[Stored data entries]
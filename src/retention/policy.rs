use super::duration::parse_duration;

/// Shortest retention window an automatic purge will act on (24 hours).
///
/// Unattended runs below this are refused outright rather than clamped.
pub const MIN_AUTO_PURGE_SECS: u64 = 86_400;

/// Whether the configured retention window allows an automatic purge.
#[derive(Debug, Clone, Copy, PartialEq, Eq)]
pub enum RetentionDecision {
    /// Retention is unset or zero. Nothing to do, nothing to report.
    Disabled,
    /// Retention is positive but under [`MIN_AUTO_PURGE_SECS`].
    TooShort,
    /// Purge rows older than this many seconds.
    Eligible(u64),
}

impl RetentionDecision {
    /// Classify a raw retention expression such as `"30d"`.
    pub fn evaluate(expression: Option<&str>) -> Self {
        Self::from_seconds(parse_duration(expression))
    }

    pub fn from_seconds(seconds: u64) -> Self {
        match seconds {
            0 => RetentionDecision::Disabled,
            s if s < MIN_AUTO_PURGE_SECS => RetentionDecision::TooShort,
            s => RetentionDecision::Eligible(s),
        }
    }

    pub fn is_eligible(&self) -> bool {
        matches!(self, RetentionDecision::Eligible(_))
    }
}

ABOUT THIS TASK:
Output, from the data above, the lines from the line with "Self::from_seconds(parse_duration(expression))" to the line with "s if s < MIN_AUTO_PURGE_SECS" exactly as they stand, both ends included and nothing else.

EXPECTED ANSWER:
        Self::from_seconds(parse_duration(expression))
    }

    pub fn from_seconds(seconds: u64) -> Self {
        match seconds {
            0 => RetentionDecision::Disabled,
            s if s < MIN_AUTO_PURGE_SECS => RetentionDecision::TooShort,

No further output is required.